X_train, X_test, y_train, y_test = train_test_split(
data.drop(['Id', 'SalePrice'], axis=1),
data['SalePrice'],
test_size=0.3,
random_state=0,
)
X_train.shape, X_test.shape
((1022, 79), (438, 79))
We will add indicators to 4 variables with missing data.
# Check missing data
X_train[['Alley', 'MasVnrType', 'LotFrontage', 'MasVnrArea']].isnull().mean()
Alley 0.939335 MasVnrType 0.004892 LotFrontage 0.184932 MasVnrArea 0.004892 dtype: float64
# Start the imputer with the variables for which
# we want indicators.
imputer = AddMissingIndicator(
variables=['Alley', 'MasVnrType', 'LotFrontage', 'MasVnrArea'],
)
imputer.fit(X_train)
AddMissingIndicator(variables=['Alley', 'MasVnrType', 'LotFrontage', 'MasVnrArea'])
# the variables for which missing
# indicators will be added.
imputer.variables_
['Alley', 'MasVnrType', 'LotFrontage', 'MasVnrArea']
# Check the added indicators.
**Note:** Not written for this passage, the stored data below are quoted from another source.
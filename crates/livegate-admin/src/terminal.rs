//! Console rendering and input for the admin pages.
//!
//! Prompts run on a short-lived input thread per page and answer by posting
//! an [`AdminEvent`]; the flow itself never blocks on the terminal.

use livegate_core::devices::DeviceListener;
use livegate_core::event::EventSender;
use livegate_core::flow::admin::{AdminEvent, AdminPage};
use livegate_core::format::FormatConfig;
use livegate_core::pages::{Page, PageObserver, PageState};
use livegate_provider::DeviceInventory;
use log::warn;
use std::collections::BTreeMap;
use std::io::{self, BufRead, Write};
use std::sync::{Arc, Mutex};
use std::thread;
use zeroize::Zeroizing;

/// Keeps a copy of the latest inventory for the input threads.
pub struct SharedInventory {
    devices: Arc<Mutex<DeviceInventory>>,
}

impl SharedInventory {
    pub fn new(devices: Arc<Mutex<DeviceInventory>>) -> Self {
        Self { devices }
    }
}

impl DeviceListener for SharedInventory {
    fn devices_changed(&mut self, inventory: &DeviceInventory) {
        match self.devices.lock() {
            Ok(mut devices) => *devices = inventory.clone(),
            Err(poisoned) => *poisoned.into_inner() = inventory.clone(),
        }
    }
}

pub struct TerminalPages {
    events: EventSender<AdminEvent>,
    formats: Arc<Vec<FormatConfig>>,
    devices: Arc<Mutex<DeviceInventory>>,
}

impl TerminalPages {
    pub fn new(
        events: EventSender<AdminEvent>,
        formats: Vec<FormatConfig>,
        devices: Arc<Mutex<DeviceInventory>>,
    ) -> Self {
        Self {
            events,
            formats: Arc::new(formats),
            devices,
        }
    }

    fn spawn_prompt<F>(&self, prompt: F)
    where
        F: FnOnce() -> io::Result<AdminEvent> + Send + 'static,
    {
        let events = self.events.clone();
        thread::spawn(move || match prompt() {
            Ok(event) => {
                events.post(event);
            }
            Err(err) => {
                warn!("terminal input ended: {err}");
                events.post(AdminEvent::Close);
            }
        });
    }
}

impl PageObserver<AdminPage> for TerminalPages {
    fn page_shown(&mut self, state: &PageState<AdminPage>) {
        println!();
        println!("== {} ==", state.current.title());
        if let Some(message) = &state.message {
            println!("{message}");
        }

        let actions = state.actions;
        match state.current {
            AdminPage::Message => {}
            AdminPage::Init => self.spawn_prompt(prompt_initialize),
            AdminPage::Auth => self.spawn_prompt(|| {
                let password = read_secret("Password: ")?;
                Ok(AdminEvent::Authenticate(password))
            }),
            AdminPage::Menu => self.spawn_prompt(prompt_menu),
            AdminPage::Format => {
                let formats = Arc::clone(&self.formats);
                let devices = Arc::clone(&self.devices);
                self.spawn_prompt(move || prompt_format(&formats, &devices));
            }
            AdminPage::PasswordChange => self.spawn_prompt(prompt_password_change),
            AdminPage::Error => self.spawn_prompt(move || {
                read_line("Press Enter to continue. ")?;
                Ok(if actions.back {
                    AdminEvent::Back
                } else {
                    AdminEvent::Close
                })
            }),
        }
    }
}

fn read_line(prompt: &str) -> io::Result<String> {
    print!("{prompt}");
    io::stdout().flush()?;
    let mut line = String::new();
    if io::stdin().lock().read_line(&mut line)? == 0 {
        return Err(io::Error::new(io::ErrorKind::UnexpectedEof, "end of input"));
    }
    Ok(line.trim().to_string())
}

fn read_secret(prompt: &str) -> io::Result<Zeroizing<String>> {
    rpassword::prompt_password(prompt).map(Zeroizing::new)
}

/// Ask twice until both entries match.
fn read_confirmed_secret(prompt: &str) -> io::Result<Zeroizing<String>> {
    loop {
        let first = read_secret(prompt)?;
        let second = read_secret("Confirm: ")?;
        if first.as_str() == second.as_str() {
            return Ok(first);
        }
        println!("Entries differ, try again.");
    }
}

fn prompt_initialize() -> io::Result<AdminEvent> {
    let password = read_confirmed_secret("New password: ")?;
    Ok(AdminEvent::Initialize(password))
}

fn prompt_menu() -> io::Result<AdminEvent> {
    println!("  1) Format a device");
    println!("  2) Change password");
    println!("  3) Log out");
    println!("  q) Quit");
    loop {
        match read_line("> ")?.as_str() {
            "1" => return Ok(AdminEvent::Navigate(AdminPage::Format)),
            "2" => return Ok(AdminEvent::Navigate(AdminPage::PasswordChange)),
            "3" => return Ok(AdminEvent::Logout),
            "q" => return Ok(AdminEvent::Close),
            _ => println!("Unknown choice."),
        }
    }
}

fn prompt_password_change() -> io::Result<AdminEvent> {
    println!("Leave the current password empty to go back.");
    let current = read_secret("Current password: ")?;
    if current.is_empty() {
        return Ok(AdminEvent::Back);
    }
    let new = read_confirmed_secret("New password: ")?;
    Ok(AdminEvent::ChangePassword { current, new })
}

/// Pick an entry by 1-based index; `b` goes back.
fn choose(prompt: &str, count: usize) -> io::Result<Option<usize>> {
    loop {
        let answer = read_line(prompt)?;
        if answer == "b" {
            return Ok(None);
        }
        match answer.parse::<usize>() {
            Ok(index) if (1..=count).contains(&index) => return Ok(Some(index - 1)),
            _ => println!("Enter a number between 1 and {count}, or b."),
        }
    }
}

fn prompt_format(
    formats: &[FormatConfig],
    devices: &Mutex<DeviceInventory>,
) -> io::Result<AdminEvent> {
    if formats.is_empty() {
        println!("No format configuration available.");
        read_line("Press Enter to go back. ")?;
        return Ok(AdminEvent::Back);
    }
    for (index, format) in formats.iter().enumerate() {
        println!("  {}) {} {}", index + 1, format.id, format.description);
    }
    let Some(choice) = choose("Configuration (b to go back): ", formats.len())? else {
        return Ok(AdminEvent::Back);
    };
    let format = &formats[choice];

    let keys: Vec<(String, String)> = {
        let inventory = match devices.lock() {
            Ok(inventory) => inventory,
            Err(poisoned) => poisoned.into_inner(),
        };
        inventory
            .iter()
            .map(|(key, record)| (key.to_string(), record.describe()))
            .collect()
    };
    let device = if keys.is_empty() {
        println!("No device plugged.");
        None
    } else {
        for (index, (_, description)) in keys.iter().enumerate() {
            println!("  {}) {description}", index + 1);
        }
        match choose("Device (b to go back): ", keys.len())? {
            Some(index) => Some(keys[index].0.clone()),
            None => return Ok(AdminEvent::Back),
        }
    };

    let mut values = BTreeMap::new();
    for name in format.user_parameters() {
        let value = if name.starts_with("password") {
            read_confirmed_secret(&format!("{name}: "))?.as_str().to_string()
        } else {
            read_line(&format!("{name}: "))?
        };
        if !value.is_empty() {
            values.insert(name.to_string(), value);
        }
    }

    Ok(AdminEvent::Format {
        config_id: format.id.clone(),
        values,
        device,
    })
}
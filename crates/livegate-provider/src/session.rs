//! Contracts for the desktop session and the administrative partition context.

use std::error::Error;

/// Desktop session collaborator used by the unlock application.
pub trait SessionEnvironment {
    /// Prepare the process environment for talking to the graphical session.
    ///
    /// Returns `false` while no graphical user is logged in; callers poll
    /// until it succeeds before creating any UI.
    fn define_ui_environment(&mut self) -> bool;

    /// Change a per-user desktop setting. Failures are reported through logs
    /// only.
    fn user_setting_set(&self, schema: &str, key: &str, value: &str);

    /// Show a passive desktop notification.
    fn notify(&self, message: &str);
}

/// Administrative view over the device/partition the admin app manages.
pub trait AdminContext {
    type Error: Error + Send + Sync + 'static;

    fn is_valid(&self) -> bool;

    fn is_initialized(&self) -> bool;

    fn is_unlocked(&self) -> bool;

    /// Lock the internal partition again. May block on external commands, so
    /// callers run it off the interactive thread.
    fn logout(&self) -> Result<(), Self::Error>;
}
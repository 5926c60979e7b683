//! Orchestration of the two applications on top of the core components.
//!
//! Each flow owns its [`crate::event::EventLoop`] and handles one event at a
//! time on the interactive thread. Panics escaping a handler are contained
//! here and turned into a generic error page.

pub mod admin;
pub mod unlock;

use crate::job::panic_message;
use log::error;
use std::panic::{self, AssertUnwindSafe};

/// Text shown when a handler failed in an unexpected way.
pub const GENERIC_ERROR: &str = "An unexpected error occurred";

/// Run `handler`, returning `None` if it panicked.
pub(crate) fn guarded<R>(what: &str, handler: impl FnOnce() -> R) -> Option<R> {
    match panic::catch_unwind(AssertUnwindSafe(handler)) {
        Ok(value) => Some(value),
        Err(payload) => {
            error!("{what} handler panicked: {}", panic_message(payload.as_ref()));
            None
        }
    }
}
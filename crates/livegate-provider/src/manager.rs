//! Contract for the privileged manager service.
//!
//! The manager owns the encrypted internal partition. Clients only ever see
//! its request/response surface plus three asynchronous signals.

use std::error::Error;
use std::fmt;
use std::sync::Arc;

/// Wire code the manager uses for a rejected credential.
pub const REASON_CREDENTIAL: i32 = 0;
/// Wire code the manager uses when the device failed its integrity checks.
pub const REASON_INTEGRITY: i32 = 1;
/// Wire code for any other failure.
pub const REASON_OTHER: i32 = 2;
/// Wire code for exhausted credential attempts.
pub const REASON_TOO_MANY_ATTEMPTS: i32 = 3;

/// Tagged reason attached to a failed unlock attempt.
#[derive(Debug, Clone, PartialEq, Eq)]
pub enum FailureReason {
    /// The credential was rejected; the user may retry.
    Credential,
    /// Too many failed attempts; no further retry is offered.
    TooManyAttempts,
    /// The device failed its integrity verification.
    Integrity(String),
    /// Anything else, carrying the manager's message verbatim.
    Other(String),
}

impl FailureReason {
    /// Decode the `(reason, message)` pair carried by the `unlock_failed` signal.
    pub fn from_wire(code: i32, message: &str) -> Self {
        match code {
            REASON_CREDENTIAL => FailureReason::Credential,
            REASON_TOO_MANY_ATTEMPTS => FailureReason::TooManyAttempts,
            REASON_INTEGRITY => FailureReason::Integrity(message.to_string()),
            _ => FailureReason::Other(message.to_string()),
        }
    }

    /// Whether the user may submit another credential after this failure.
    pub fn is_retryable(&self) -> bool {
        matches!(self, FailureReason::Credential)
    }
}

impl fmt::Display for FailureReason {
    fn fmt(&self, f: &mut fmt::Formatter<'_>) -> fmt::Result {
        match self {
            FailureReason::Credential => f.write_str("invalid credential"),
            FailureReason::TooManyAttempts => f.write_str("too many failed attempts"),
            FailureReason::Integrity(message) if message.is_empty() => {
                f.write_str("Device may be compromised")
            }
            FailureReason::Integrity(message) | FailureReason::Other(message) => {
                f.write_str(message)
            }
        }
    }
}

/// Asynchronous notifications emitted by the manager.
#[derive(Debug, Clone, PartialEq, Eq)]
pub enum ManagerSignal {
    UnlockDone,
    UnlockFailed(FailureReason),
    UpdatesStatusChanged,
}

/// Snapshot of the four status fields returned in one round trip.
#[derive(Debug, Clone, PartialEq, Eq)]
pub struct EnvironmentStatus {
    pub version: String,
    pub valid_to: String,
    pub expired: bool,
    pub invalid_env: bool,
}

impl EnvironmentStatus {
    /// True when neither the validity window nor the execution environment is broken.
    pub fn is_usable(&self) -> bool {
        !self.expired && !self.invalid_env
    }
}

/// Background maintenance status reported by the manager.
#[derive(Debug, Clone, PartialEq, Eq)]
pub struct UpdatesStatus {
    pub action: String,
    pub last_run: String,
}

impl UpdatesStatus {
    /// Action string the manager reports while no maintenance is running.
    pub const IDLE: &'static str = "Idle";

    pub fn is_idle(&self) -> bool {
        self.action.trim().eq_ignore_ascii_case(Self::IDLE)
    }
}

/// Callback through which subscribed signals are handed to the client.
///
/// Implementations are invoked from whatever thread the transport delivers
/// on; the receiving side is responsible for moving them onto the
/// interactive thread.
pub type SignalSink = Arc<dyn Fn(ManagerSignal) + Send + Sync>;

/// Request/response surface of the privileged manager.
pub trait ManagerService {
    type Error: Error + Send + Sync + 'static;

    fn is_unlocked(&self) -> Result<bool, Self::Error>;

    fn version(&self) -> Result<String, Self::Error>;

    fn valid_to(&self) -> Result<String, Self::Error>;

    fn expired(&self) -> Result<bool, Self::Error>;

    fn invalid_env(&self) -> Result<bool, Self::Error>;

    /// Fire-and-forget unlock request; the outcome arrives as a signal.
    fn unlock_with_password(&self, secret: &str) -> Result<(), Self::Error>;

    fn updates_status(&self) -> Result<UpdatesStatus, Self::Error>;

    /// Subscribe `sink` to `unlock_done`, `unlock_failed` and
    /// `updates_status_changed`.
    fn subscribe(&self, sink: SignalSink) -> Result<(), Self::Error>;
}

/// Factory for manager connections; a single attempt per call.
pub trait ManagerConnector {
    type Service: ManagerService;
    type Error: Error + Send + Sync + 'static;

    fn connect(&self) -> Result<Self::Service, Self::Error>;
}
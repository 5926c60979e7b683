//! Console rendering of the unlock pages.

use livegate_core::event::EventSender;
use livegate_core::flow::unlock::{UnlockEvent, UnlockPage};
use livegate_core::pages::{Page, PageObserver, PageState};
use log::warn;
use std::io::{self, BufRead};
use std::thread;
use zeroize::Zeroizing;

pub struct TerminalPages {
    events: EventSender<UnlockEvent>,
}

impl TerminalPages {
    pub fn new(events: EventSender<UnlockEvent>) -> Self {
        Self { events }
    }

    fn prompt_credential(&self) {
        let events = self.events.clone();
        thread::spawn(move || match rpassword::prompt_password("Password: ") {
            Ok(secret) => {
                events.post(UnlockEvent::Credential(Zeroizing::new(secret)));
            }
            Err(err) => {
                warn!("cannot read password: {err}");
                events.post(UnlockEvent::Close);
            }
        });
    }

    fn wait_for_close(&self) {
        let events = self.events.clone();
        thread::spawn(move || {
            println!("Press Enter to close.");
            let mut line = String::new();
            let _ = io::stdin().lock().read_line(&mut line);
            events.post(UnlockEvent::Close);
        });
    }
}

impl PageObserver<UnlockPage> for TerminalPages {
    fn page_shown(&mut self, state: &PageState<UnlockPage>) {
        println!("== {} ==", state.current.title());
        if let Some(message) = &state.message {
            println!("{message}");
        }
        match state.current {
            UnlockPage::Credential => self.prompt_credential(),
            UnlockPage::Done | UnlockPage::Error if state.actions.close => self.wait_for_close(),
            _ => {}
        }
    }
}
They take the name of
# the variable underscore na
train_t = imputer.transform(X_train)
test_t = imputer.transform(X_test)
train_t[['Alley_na', 'MasVnrType_na', 'LotFrontage_na', 'MasVnrArea_na']].head()
Alley_na | MasVnrType_na | LotFrontage_na | MasVnrArea_na | |
---|---|---|---|---|
64 | 1 | 0 | 1 | 0 |
682 | 1 | 0 | 1 | 0 |
960 | 1 | 0 | 0 | 0 |
1384 | 1 | 0 | 0 | 0 |
1100 | 1 | 0 | 0 | 0 |
# Note that the original variables still have missing data.
train_t[['Alley_na', 'MasVnrType_na', 'LotFrontage_na', 'MasVnrArea_na']].mean()
Alley_na 0.939335 MasVnrType_na 0.004892 LotFrontage_na 0.184932 MasVnrArea_na 0.004892 dtype: float64
We normally add missing indicators and impute the original variables with the mean or median if the variable is numerical, or with the mode if the variable is categorical. So let's do that.
# Check variable types
X_train[['Alley', 'MasVnrType', 'LotFrontage', 'MasVnrArea']].dtypes
Alley object MasVnrType object LotFrontage float64 MasVnrArea float64 dtype: object
The first 2 variables are categorical, so I will impute them with the most frequent category. The last variables are numerical, so I will impute with the median.
# Create a pipeline with the imputation strategy
pipe = Pipeline([
('indicators', AddMissingIndicator(
variables=['Alley', 'MasVnrType',
'LotFrontage', 'MasVnrArea'],
)),
('imputer_num', MeanMedianImputer(
imputation_method='median',
variables=['LotFrontage', 'MasVnrArea'],
)),
('imputer_cat', CategoricalImputer(
imputation_method='frequent',
variables=['Alley', 'MasVnrType'],
)),
])
# With fit() the transformers learn the
# required parameters.
pipe.fit(X_train)
Pipeline(steps=[('indicators', AddMissingIndicator(variables=['Alley', 'MasVnrType', 'LotFrontage', 'MasVnrArea'])), ('imputer_num', MeanMedianImputer(variables=['LotFrontage', 'MasVnrArea'])), ('imputer_cat', CategoricalImputer(imputation_method='frequent', variables=['Alley', 'MasVnrType']))])
# We can look into the attributes of the
# different transformers.
# Check the variables that will take indicators.
pipe.named_steps['indicators'].variables_
['Alley', 'MasVnrType', 'LotFrontage', 'MasVnrArea']
# Check the median values for the imputation.
pipe.named_steps['imputer_num'].imputer_dict_
{'LotFrontage': 69.0, 'MasVnrArea': 0.0}
# Check the mode values for the imputation.
pipe.named_steps['imputer_cat'].imputer_dict_
{'Alley': 'Pave', 'MasVnrType': 'None'}
# Now, we transform the data.
train_t = pipe.transform(X_train)
test_t = pipe.transform(X_test)
# Lets' look at the transformed variables.
# original variables plus indicators
vars_ = ['Alley', 'MasVnrType', 'LotFrontage', 'MasVnrArea',
'Alley_na', 'MasVnrType_na', 'LotFrontage_na', 'MasVnrArea_na']
train_t[vars_].head()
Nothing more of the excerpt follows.